* What the task requires *
Look through the entries below, please, and copy every line with the word "impl".

* Data for processing *
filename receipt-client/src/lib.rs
//! Receipt Client - print orchestration for the POS front-end
//!
//! Fetches the active receipt template, talks to the local print bridge
//! and turns every print attempt into an operator notification.
//!
//! ## Example
//!
//! ```no_run
//! use receipt_client::ClientConfig;
//! use shared::models::SaleData;
//!
//! # async fn run() -> receipt_client::ClientResult<()> {
//! let client = ClientConfig::default().build_client()?;
//! let sale = SaleData::new(serde_json::json!({ "id": 42, "total": "120.00" }));
//! let outcome = client.sale().print_with_fallback(&sale).await;
//! println!("{}", outcome.message);
//! # Ok(())
//! # }
//! ```

pub mod bridge;
pub mod client;
pub mod config;
pub mod error;
pub mod http;
pub mod http_oneshot;
pub mod notify;
pub mod service;
pub mod template;

pub use bridge::PrintBridge;
pub use client::ReceiptClient;
pub use config::ClientConfig;
pub use error::{ClientError, ClientResult};
pub use http::{HttpClient, HttpResponse, NetworkHttpClient};
pub use http_oneshot::OneshotHttpClient;
pub use notify::{InMemorySurface, NotificationPresenter, TokioScheduler};
pub use service::{SaleReceiptService, ShiftClosureReceiptService, messages};
pub use template::{TemplateCache, TemplateFetcher};
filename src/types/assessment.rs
use serde::{Deserialize, Serialize};

/// reCAPTCHA Enterprise `projects.assessments.create` body.
#[derive(Debug, Serialize)]
pub struct AssessmentRequest<'a> {
    pub event: AssessmentEvent<'a>,
}

#[derive(Debug, Serialize)]
#[serde(rename_all = "camelCase")]
pub struct AssessmentEvent<'a> {
    pub token: &'a str,
    pub expected_action: &'a str,
    pub site_key: &'a str,
}

/// Only the fields the gate reads; everything else is ignored.
#[derive(Debug, Default, Deserialize)]
#[serde(rename_all = "camelCase")]
pub struct AssessmentResponse {
    #[serde(default)]
    pub risk_analysis: Option<RiskAnalysis>,
}

#[derive(Debug, Default, Deserialize)]
pub struct RiskAnalysis {
    #[serde(default)]
    pub score: Option<f64>,
}

impl AssessmentResponse {
    pub fn score(&self) -> Option<f64> {
        self.risk_analysis.as_ref()?.score
    }
}
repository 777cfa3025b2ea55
pub mod contact;
pub mod content;
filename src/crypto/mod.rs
//! Secret handling: ciphertext at rest in the `keys` collection, AES-256-CBC
//! with a process-wide key/IV, and a short-lived plaintext cache.
//!
//! Layout:
//! - `cipher.rs`: the symmetric cipher and its error type
//! - `cache.rs`: TTL cache of decrypted values keyed by secret name
//! - `vault.rs`: store lookup + cache + cipher composed behind `reveal`

pub mod cache;
pub mod cipher;
pub mod vault;

pub use cache::{SECRET_TTL, SecretCache};
pub use cipher::{AesCbcCipher, CipherError, SecretCipher};
pub use vault::{SecretStore, SecretVault};
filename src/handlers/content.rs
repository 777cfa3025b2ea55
use axum::{Json, extract::State};
use serde::Deserialize;

use crate::db::{ImageAsset, ProjectWithTools, TimelineEntry, Tool};
use crate::middleware::{CarriesRiskToken, RiskChecked};
use crate::service::ResumeImages;
use crate::{PortfolioError, router::PortfolioState};

/// `/api/resume` body: only the bot-detection token.
#[derive(Debug, Default, Deserialize)]
pub struct ResumeRequest {
    pub token: Option<String>,
}

impl CarriesRiskToken for ResumeRequest {
    fn risk_token(&self) -> Option<&str> {
        self.token.as_deref()
    }
}

/// GET /api/images -> profile images.
pub async fn profile_images_handler(
    State(state): State<PortfolioState>,
) -> Result<Json<Vec<ImageAsset>>, PortfolioError> {
    Ok(Json(state.catalog.profile_images().await?))
}

/// GET /api/timeline -> every entry in insertion order.
pub async fn timeline_handler(
    State(state): State<PortfolioState>,
) -> Result<Json<Vec<TimelineEntry>>, PortfolioError> {
    Ok(Json(state.catalog.timeline().await?))
}

/// GET /api/skills
pub async fn skills_handler(
    State(state): State<PortfolioState>,
) -> Result<Json<Vec<Tool>>, PortfolioError> {
    Ok(Json(state.catalog.tools().await?))
}

/// GET /api/projects -> projects with embedded tool names.
pub async fn projects_handler(
    State(state): State<PortfolioState>,
) -> Result<Json<Vec<ProjectWithTools>>, PortfolioError> {
    Ok(Json(state.catalog.projects().await?))
}

/// POST /api/resume -> resume (and optionally cover letter) images, behind the bot gate.
pub async fn resume_handler(
    State(state): State<PortfolioState>,
    RiskChecked(_body): RiskChecked<ResumeRequest>,
) -> Result<Json<ResumeImages>, PortfolioError> {
    Ok(Json(state.catalog.resume_images(state.resume_split).await?))
}
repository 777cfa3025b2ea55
//! Document store: read-only content collections and encrypted secret records.
//!
//! Layout:
//! - `models.rs`: row structs, serialized with the collections' wire field names
//! - `schema.rs`: SQL DDL bootstrapping the collections (SQLite-first)
//! - `sqlite.rs`: `ContentStore`, the pooled query surface

pub mod models;
pub mod schema;
pub mod sqlite;

pub use models::{ImageAsset, Project, ProjectTool, ProjectWithTools, SecretRecord, TimelineEntry, Tool};
pub use schema::SQLITE_INIT;
pub use sqlite::{ContentStore, SqlitePool};
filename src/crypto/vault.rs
use async_trait::async_trait;
use secrecy::{ExposeSecret, SecretString};
use std::sync::Arc;
use tracing::{debug, warn};

use super::cache::SecretCache;
use super::cipher::SecretCipher;
use crate::error::PortfolioError;

/// Source of encrypted secret records.
#[async_trait]
pub trait SecretStore: Send + Sync {
    /// Ciphertext stored under `name`, or `None` when no record exists.
    async fn get_secret(&self, name: &str) -> Result<Option<String>, PortfolioError>;
}

/// Store + cipher + cache. Plaintext never leaves as anything but `SecretString`.
pub struct SecretVault {
    store: Arc<dyn SecretStore>,
    cipher: Arc<dyn SecretCipher>,
    cache: SecretCache,
}

impl SecretVault {
    pub fn new(
        store: Arc<dyn SecretStore>,
        cipher: Arc<dyn SecretCipher>,
        cache: SecretCache,
    ) -> Self {
        Self {
            store,
            cipher,
            cache,
        }
    }

    /// Decrypt `ciphertext`, serving a cached plaintext for `name` while it is fresh.
    /// Empty plaintexts are returned but never cached.
    pub fn decrypt(&self, name: &str, ciphertext: &str) -> Result<SecretString, PortfolioError> {
        if let Some(hit) = self.cache.get(name) {
            debug!(secret = name, "secret cache hit");
            return Ok(hit);
        }
        let secret = SecretString::from(self.cipher.decrypt(ciphertext)?);
        if !secret.expose_secret().is_empty() {
            self.cache.insert(name, secret.clone());
        }
        Ok(secret)
    }

    /// Look up, decrypt and return a usable secret.
    ///
    /// A missing record or an empty plaintext is `CredentialUnavailable`.
    pub async fn reveal(&self, name: &'static str) -> Result<SecretString, PortfolioError> {
        if let Some(hit) = self.cache.get(name) {
            debug!(secret = name, "secret cache hit");
            return Ok(hit);
        }

        let Some(ciphertext) = self.store.get_secret(name).await? else {
            warn!(secret = name, "secret record not found");
            return Err(PortfolioError::CredentialUnavailable(name));
        };

        let secret = self.decrypt(name, &ciphertext).inspect_err(|e| {
            warn!(secret = name, error = %e, "failed to decrypt secret");
        })?;
        if secret.expose_secret().is_empty() {
            warn!(secret = name, "secret decrypted to an empty value");
            return Err(PortfolioError::CredentialUnavailable(name));
        }
        Ok(secret)
    }
}
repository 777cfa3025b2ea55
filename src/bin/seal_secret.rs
//! Encrypt a credential with the configured key/IV and store it in the `keys`
//! collection, or print the ciphertext with `--print-only`.

use clap::Parser;
use portfolio_api::config::Config;
use portfolio_api::crypto::AesCbcCipher;
use portfolio_api::db::{ContentStore, SecretRecord};

#[derive(Debug, Parser)]
#[command(about = "Seal a credential into the portfolio secret store")]
struct Args {
    /// Secret name, e.g. ClientID, ClientSecret, RefreshToken, APIKey.
    name: String,

    /// Plaintext value; read from SEAL_VALUE when omitted.
    #[arg(long, env = "SEAL_VALUE", hide_env_values = true)]
    value: String,

    /// Print the ciphertext instead of writing it.
    #[arg(long)]
    print_only: bool,
}

#[tokio::main]
async fn main() -> Result<(), Box<dyn std::error::Error>> {
    dotenvy::dotenv().ok();
    let args = Args::parse();
    let cfg = Config::load()?;

    let cipher = AesCbcCipher::from_hex(&cfg.encryption_key, &cfg.encryption_iv)?;
    let ciphertext = cipher.encrypt(&args.value);

    if args.print_only {
        println!("{ciphertext}");
        return Ok(());
    }

    let store = ContentStore::connect(&cfg.database_url, 1).await?;
    store
        .insert_secret(&SecretRecord {
            name: args.name.clone(),
            ciphertext,
        })
        .await?;
    println!("stored secret `{}`", args.name);
    Ok(())
}
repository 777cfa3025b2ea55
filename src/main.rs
use mimalloc::MiMalloc;
use tokio::net::TcpListener;
use tracing::info;
use tracing_subscriber::{EnvFilter, layer::SubscriberExt, util::SubscriberInitExt};

#[global_allocator]
static GLOBAL: MiMalloc = MiMalloc;

#[tokio::main]
async fn main() -> Result<(), Box<dyn std::error::Error>> {
    dotenvy::dotenv().ok();

    let cfg = &portfolio_api::config::CONFIG;

    let env_filter =
        EnvFilter::try_from_default_env().unwrap_or_else(|_| EnvFilter::new(cfg.loglevel.clone()));
    tracing_subscriber::registry()
        .with(env_filter)
        .with(
            tracing_subscriber::fmt::layer()
                .with_level(true)
                .with_target(false),
        )
        .init();

    info!(
        database_url = %cfg.database_url,
        proxy = %cfg.proxy.as_ref().map(|u| u.as_str()).unwrap_or("<none>"),
        loglevel = %cfg.loglevel,
        send_confirmation = cfg.send_confirmation,
        resume_split = cfg.resume_split,
    );

    let store =
        portfolio_api::db::ContentStore::connect(&cfg.database_url, cfg.db_max_connections)
            .await?;
    let state = portfolio_api::PortfolioState::from_config(cfg, store)?;
    let app = portfolio_api::portfolio_router(state);

    let listener = TcpListener::bind(cfg.listen_addr.as_str()).await?;
    info!("HTTP server listening on {}", cfg.listen_addr);
    axum::serve(listener, app)
        .with_graceful_shutdown(shutdown_signal())
        .await?;
    info!("HTTP server stopped");
    Ok(())
}

async fn shutdown_signal() {
    if let Err(e) = tokio::signal::ctrl_c().await {
        tracing::warn!(error = %e, "failed to listen for shutdown signal");
    }
}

* Response area *
impl AssessmentResponse {
impl CarriesRiskToken for ResumeRequest {
impl SecretVault {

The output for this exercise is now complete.